HMO plans require you to use providers inside the plan’s network for all non-emergency care. You’ll typically need a referral from your primary care doctor before seeing a specialist. If you go out of network without an emergency, you pay the full cost yourself. In exchange, HMOs generally have lower out-of-pocket costs.
PPO plans let you see any provider, in or out of network, without a referral. You’ll pay less when you stay in network, but you have the option of going outside it for a higher cost. PPO out-of-pocket limits tend to be higher: the average combined in-network and out-of-network limit for PPO enrollees is around $9,519 to $11,001, depending on whether the plan is local or regional.
Before enrolling in any zero-premium plan, check whether your current doctors and preferred hospital are in the plan’s network and whether your prescriptions are on the plan’s formulary (its list of covered drugs). A $0 premium doesn’t help much if you can’t see the providers you need.
How They Compare to Medigap
The main alternative for people on Medicare who want extra financial protection is sticking with Original Medicare and buying a Medigap (Medicare Supplement Insurance) policy. These are fundamentally different approaches to covering gaps in your care.

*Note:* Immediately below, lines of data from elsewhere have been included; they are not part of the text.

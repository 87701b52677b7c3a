//! Validation error types.

use thiserror::Error;

use arena_lifecycle::LifecycleError;

/// Hard validation failures: infrastructure faults, not agent verdicts.
#[derive(Debug, Error)]
pub enum ValidationError {
    /// The container runtime failed (creation, start, or inspection).
    #[error(transparent)]
    Lifecycle(#[from] LifecycleError),

    /// Validation was aborted by an external shutdown signal.
    #[error("validation cancelled by shutdown")]
    Cancelled,
}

Medigap policies charge a monthly premium, often $100 to $300 or more depending on your age, location, and plan type. In return, they cover much of the cost sharing that Original Medicare leaves behind, like the 20% coinsurance on doctor visits. You can see any provider who accepts Medicare, anywhere in the country, with no network restrictions and no referrals. But Medigap doesn’t cover dental, vision, hearing, or prescriptions. You’d need a standalone Part D plan for drugs.

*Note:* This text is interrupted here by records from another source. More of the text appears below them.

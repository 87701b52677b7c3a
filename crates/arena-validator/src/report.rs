//! Validation verdicts and the per-call report.

use std::fmt;
use std::time::Duration;

use arena_core::AgentIdentity;
use arena_lifecycle::LifecycleError;

/// Why an agent image was rejected. Every variant is agent-caused, as
/// opposed to an infrastructure failure.
#[derive(Debug)]
pub enum RejectReason {
    /// The container never published the agent service port.
    PortNotExposed { port: u16, published: Vec<u16> },
    /// More than one host mapping for the service port.
    AmbiguousMapping { port: u16, count: usize },
    /// The agent answered with a malformed identity payload.
    ProtocolViolation { reason: String },
    /// The agent never produced a valid identity within the budget.
    Timeout { budget: Duration },
    /// The identity decoded but the acceptance policy refused it.
    IdentityRefused { owner: String },
}

impl fmt::Display for RejectReason {
    fn fmt(&self, f: &mut fmt::Formatter<'_>) -> fmt::Result {
        match self {
            RejectReason::PortNotExposed { port, published } => {
                write!(f, "service port {port}/tcp not published (found {published:?})")
            }
            RejectReason::AmbiguousMapping { port, count } => {
                write!(f, "ambiguous mapping for port {port}/tcp ({count} bindings)")
            }
            RejectReason::ProtocolViolation { reason } => {
                write!(f, "protocol violation: {reason}")
            }
            RejectReason::Timeout { budget } => {
                write!(f, "no valid identity within {budget:?}")
            }
            RejectReason::IdentityRefused { owner } => {
                write!(f, "identity refused by acceptance policy (owner {owner:?})")
            }
        }
    }
}

/// The validation decision for one agent image.
#[derive(Debug)]
pub enum Verdict {
    /// The agent spoke the identity protocol and passed the policy.
    Validated { identity: AgentIdentity },
    /// The agent is not acceptable for tournament play.
    Rejected { reason: RejectReason },
}

impl Verdict {
    pub fn is_validated(&self) -> bool {
        matches!(self, Verdict::Validated { .. })
    }
}

/// Outcome of one `validate_image` call.
///
/// `teardown` carries a release failure as a secondary signal: the
/// verdict stands, but the container may be leaked and operators need
/// to reclaim it.
#[derive(Debug)]
pub struct ValidationReport {
    pub verdict: Verdict,
    pub teardown: Option<LifecycleError>,
}

#[cfg(test)]
mod tests {
    use super::*;

    #[test]
    fn reject_reason_display() {
        let reason = RejectReason::PortNotExposed {
            port: 3423,
            published: vec![80],
        };
        assert_eq!(
            reason.to_string(),
            "service port 3423/tcp not published (found [80])"
        );
    }

    #[test]
    fn verdict_is_validated() {
        let verdict = Verdict::Validated {
            identity: AgentIdentity {
                owner: "btc".to_string(),
                taunts: vec![],
            },
        };
        assert!(verdict.is_validated());

        let verdict = Verdict::Rejected {
            reason: RejectReason::Timeout {
                budget: Duration::from_secs(10),
            },
        };
        assert!(!verdict.is_validated());
    }
}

A zero-premium Medicare Advantage plan flips this equation. You pay nothing (or very little) in monthly premiums and get dental, vision, hearing, and drug coverage rolled in. But you’re limited to a network, you may need referrals, and your cost sharing when you use services can be higher. You also cannot buy a Medigap policy while enrolled in Medicare Advantage.

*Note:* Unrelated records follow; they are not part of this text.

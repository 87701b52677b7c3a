//! arena-probe — health probe protocol for Agent Arena.
//!
//! Repeatedly attempts a bounded identity handshake against a discovered
//! endpoint. Network-level failures are transient and retried with
//! exponential backoff; a received-but-undecodable payload is a protocol
//! violation and fails immediately, since repeating a malformed-response
//! probe cannot change the outcome. The whole probe is bounded by a
//! wall-clock budget so a validation never blocks a tournament
//! indefinitely.

mod backoff;
pub mod error;
pub mod prober;

pub use error::ProbeError;
pub use prober::Prober;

For someone who rarely sees doctors and wants to minimize monthly bills, a zero-premium Advantage plan can look very attractive. For someone with complex medical needs who wants unrestricted access to specialists across the country, the Medigap route may cost more monthly but offer greater predictability and freedom.
Checking What’s Available in Your Area
Medicare Advantage plans are tied to geographic service areas, so the zero-premium options you can choose from depend entirely on your zip code. Urban areas tend to have more plans competing for enrollees, which often means more zero-premium choices with richer benefits. Rural counties may have fewer options. The Medicare Plan Finder tool at medicare.gov lets you enter your zip code and filter results by premium, drug coverage, and Star Rating (Medicare’s quality score for each plan) to compare what’s available where you live.
Plans can change their benefits, networks, and cost-sharing amounts every year. A plan that works well for you this year might raise its out-of-pocket costs or drop a provider from its network next year. It’s worth reviewing your options during the annual enrollment period each fall, even if you’re satisfied with your current plan.